Wednesday, January 23, 2008

Primary Coverage Without the Facts

One thing that does really tire me concerning the coverage of the primaries is that, being so intent to provide color in the manner of a sportscast, to the point sometimes of shouting (but at least not shouting "Booyah" so far), the standards of the factual content have declined.

I've noted before that explaining how the voters feel is akin to reporting on the voters to an audience of candidates rather than vice versa. It is also an ill because it aggravates "third-party effect", plants the notion of voters' election role as passive and predetermined, and promotes preoccupation with the least important concerns. It is human nature to absorb the silliness of the pundits, just as it is human nature to laugh more readily at unfunny farce when a laugh track is provided. I of course am wrapped up in the race myself, being not immune. I fancy myself a lay pundit, with something unique and important to say to anyone who will listen, which puts me in the same cart with two thirds of the voters, who when scratched will do their best imitations of insiders, spouting back the virdicts of the punditocracy. The election coverage we get, which does not tell us how candidates would govern, but communicates the feelings and concerns of pundits and asks us to internalize them, is a continuous track not of chuckles and guffaws, but acquiescence and indigation according to the values of the pundit class.
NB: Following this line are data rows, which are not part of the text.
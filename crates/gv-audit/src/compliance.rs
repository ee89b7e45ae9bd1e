// compliance.rs — Weighted compliance scoring.
//
// Four sub-scores, each 0–100, combined with fixed weights:
//
//   overall = 0.35·policy_adherence + 0.25·violation_rate
//           + 0.20·resolution_rate + 0.20·audit_coverage
//
// An empty history scores 100 on every axis: a system that has enforced
// nothing has violated nothing.

use serde::{Deserialize, Serialize};

use gv_enforce::EnforcementSummary;
use gv_violations::ViolationStore;

use crate::ledger::AuditLedger;

/// Letter grade for an overall score.
#[derive(Debug, Clone, Copy, PartialEq, Eq, Serialize, Deserialize)]
pub enum Grade {
    A,
    B,
    C,
    D,
    F,
}

impl Grade {
    /// Grade thresholds: A≥90, B≥80, C≥70, D≥60, else F.
    pub fn from_score(score: u32) -> Self {
        match score {
            90.. => Grade::A,
            80..=89 => Grade::B,
            70..=79 => Grade::C,
            60..=69 => Grade::D,
            _ => Grade::F,
        }
    }
}

/// The four sub-scores behind an overall compliance score.
#[derive(Debug, Clone, Copy, PartialEq, Eq, Serialize, Deserialize)]
pub struct ComplianceBreakdown {
    pub policy_adherence: u32,
    pub violation_rate: u32,
    pub resolution_rate: u32,
    pub audit_coverage: u32,
}

/// A weighted compliance score with grade and recommendations.
#[derive(Debug, Clone, PartialEq, Eq, Serialize, Deserialize)]
pub struct ComplianceScore {
    /// 0–100.
    pub overall: u32,
    pub breakdown: ComplianceBreakdown,
    pub grade: Grade,
    pub recommendations: Vec<String>,
}

/// Sub-score below which a recommendation is emitted.
const RECOMMENDATION_THRESHOLD: u32 = 80;

/// Compute the compliance score from the ledger, the violation store, and
/// the enforcement summary.
pub fn compliance_score(
    ledger: &AuditLedger,
    violations: &ViolationStore,
    enforcement: &EnforcementSummary,
) -> ComplianceScore {
    let breakdown = ComplianceBreakdown {
        policy_adherence: policy_adherence(enforcement),
        violation_rate: violation_rate(violations, enforcement),
        resolution_rate: resolution_rate(violations),
        audit_coverage: audit_coverage(ledger, enforcement),
    };

    let overall = (f64::from(breakdown.policy_adherence) * 0.35
        + f64::from(breakdown.violation_rate) * 0.25
        + f64::from(breakdown.resolution_rate) * 0.20
        + f64::from(breakdown.audit_coverage) * 0.20)
        .round() as u32;

    ComplianceScore {
        overall,
        grade: Grade::from_score(overall),
        recommendations: recommendations(&breakdown),
        breakdown,
    }
}

fn policy_adherence(enforcement: &EnforcementSummary) -> u32 {
    if enforcement.total_enforced == 0 {
        return 100;
    }
    let adhered = enforcement.allowed + enforcement.escalated;
    ratio_score(adhered as f64 / enforcement.total_enforced as f64)
}

fn violation_rate(violations: &ViolationStore, enforcement: &EnforcementSummary) -> u32 {
    if enforcement.total_enforced == 0 {
        return 100;
    }
    let rate = violations.len() as f64 / enforcement.total_enforced as f64;
    (100.0 - rate * 100.0).max(0.0).round() as u32
}

fn resolution_rate(violations: &ViolationStore) -> u32 {
    if violations.is_empty() {
        return 100;
    }
    ratio_score(violations.resolved().len() as f64 / violations.len() as f64)
}

fn audit_coverage(ledger: &AuditLedger, enforcement: &EnforcementSummary) -> u32 {
    if enforcement.total_enforced == 0 {
        return 100;
    }
    let coverage = ledger.len() as f64 / enforcement.total_enforced as f64;
    (coverage * 100.0).min(100.0).round() as u32
}

fn ratio_score(ratio: f64) -> u32 {
    (ratio * 100.0).round() as u32
}

fn recommendations(breakdown: &ComplianceBreakdown) -> Vec<String> {
    let mut recommendations = Vec::new();

    if breakdown.policy_adherence < RECOMMENDATION_THRESHOLD {
        recommendations.push("Review and update policies to reduce blocked actions".to_string());
    }
    if breakdown.violation_rate < RECOMMENDATION_THRESHOLD {
        recommendations
            .push("Investigate recurring violations and address root causes".to_string());
    }
    if breakdown.resolution_rate < RECOMMENDATION_THRESHOLD {
        recommendations.push("Resolve outstanding violations to improve compliance".to_string());
    }
    if breakdown.audit_coverage < RECOMMENDATION_THRESHOLD {
        recommendations.push("Ensure all actions have corresponding audit events".to_string());
    }

    if recommendations.is_empty() {
        recommendations.push("Maintain current compliance practices".to_string());
    }

    recommendations
}
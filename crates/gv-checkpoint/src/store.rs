// store.rs — Append-only checkpoint log with marker-then-restore rollback.
//
// The log is never truncated; an id index gives keyed access and a latest
// pointer tracks the head of the linear history. Rollback order matters:
// the target is resolved first (unknown ids create nothing), then the
// marker is taken, then the learning state is overwritten. A marker taken
// for a rollback whose blob fails to parse is retained — the failed
// attempt is itself part of history.

use std::collections::HashMap;

use uuid::Uuid;

use gv_learning::LearningEngine;

use crate::checkpoint::{hash_blob, Checkpoint, CheckpointType};
use crate::error::CheckpointError;

/// A successful rollback: which checkpoint was restored and which marker
/// preserved the pre-rollback state.
#[derive(Debug, Clone, Copy, PartialEq, Eq)]
pub struct Rollback {
    pub checkpoint_restored: Uuid,
    pub rollback_marker_id: Uuid,
}

/// Append-only store of checkpoints.
#[derive(Debug, Default)]
pub struct CheckpointStore {
    log: Vec<Checkpoint>,
    index: HashMap<Uuid, usize>,
    latest: Option<Uuid>,
}

impl CheckpointStore {
    pub fn new() -> Self {
        Self::default()
    }

    /// Snapshot the engine's current state. The new checkpoint links to the
    /// previously latest one and becomes the new head of the history.
    pub fn create(
        &mut self,
        engine: &LearningEngine,
        checkpoint_type: CheckpointType,
        description: impl Into<String>,
    ) -> &Checkpoint {
        let blob = engine.export_state();
        let checkpoint = Checkpoint {
            id: Uuid::new_v4(),
            created_at: chrono::Utc::now(),
            checkpoint_type,
            description: description.into(),
            hash: hash_blob(&blob),
            learning_state: blob,
            parent_id: self.latest,
        };

        self.latest = Some(checkpoint.id);
        self.index.insert(checkpoint.id, self.log.len());
        self.log.push(checkpoint);
        self.log.last().expect("just pushed")
    }

    pub fn get(&self, id: &Uuid) -> Option<&Checkpoint> {
        self.index.get(id).map(|&pos| &self.log[pos])
    }

    /// All checkpoints, newest first.
    pub fn all(&self) -> Vec<&Checkpoint> {
        self.log.iter().rev().collect()
    }

    /// The head of the history.
    pub fn latest(&self) -> Option<&Checkpoint> {
        self.latest.as_ref().and_then(|id| self.get(id))
    }

    pub fn len(&self) -> usize {
        self.log.len()
    }

    pub fn is_empty(&self) -> bool {
        self.log.is_empty()
    }

    /// Recompute the checkpoint's hash and compare against the stored one.
    pub fn validate(&self, id: &Uuid) -> Result<(), CheckpointError> {
        let checkpoint = self.get(id).ok_or(CheckpointError::NotFound { id: *id })?;
        if !checkpoint.integrity_ok() {
            return Err(CheckpointError::Corrupted { id: *id });
        }
        Ok(())
    }

    /// Roll the learning engine back to a checkpoint.
    ///
    /// The target is resolved before anything else: an unknown id returns
    /// `NotFound` and creates no marker. Otherwise a rollback marker is
    /// taken first, then the engine's state is wholesale-replaced from the
    /// target's blob. A blob that fails to parse returns `RestoreFailed`
    /// carrying the marker id; the marker stays in the log.
    pub fn rollback(
        &mut self,
        id: &Uuid,
        engine: &mut LearningEngine,
    ) -> Result<Rollback, CheckpointError> {
        if !self.index.contains_key(id) {
            return Err(CheckpointError::NotFound { id: *id });
        }

        let marker_id = self
            .create(
                engine,
                CheckpointType::RollbackMarker,
                format!("Rollback marker before restoring to {id}"),
            )
            .id;

        let blob = self
            .get(id)
            .ok_or(CheckpointError::NotFound { id: *id })?
            .learning_state
            .clone();

        engine
            .import_state(&blob)
            .map_err(|err| CheckpointError::RestoreFailed {
                marker_id,
                reason: err.to_string(),
            })?;

        tracing::info!("rolled back learning state to checkpoint {id}");
        Ok(Rollback {
            checkpoint_restored: *id,
            rollback_marker_id: marker_id,
        })
    }
}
But as I began, the issue today is on declining factual standards. Before I make my point about them, let me just set one thing up: A lot of things in this world are complicated. One must take care to speak with a certain precision about them, otherwise, one veers easily into untruth. Some things are not just complicated but sensitive. A small misstep might inadvertently send a message that insults or denigrates. And some things are policed so that it is not unheard of that people might speak in code, relating a message below the surface of their literal meaning. There are also those in the audience who find a convoluted or complex position irksome because it seems "overlawyered" and weasely. Something so carefully parsed suggests less than full commitment.

In this kind of public discourse environment, it would be back-asswards public policy to put the entire onus on the speaker to construct every statement perfectly, or to obligate them to elaborate each remark to idiot-proof it against imagined meanings, unlikely but conceivable misinterpretations, or misuse by clever editing. This especially goes for the campaign trail, where candidates are prone to rattling 20-hour days where every word is recorded and the record culled for the most outstandimg highlights.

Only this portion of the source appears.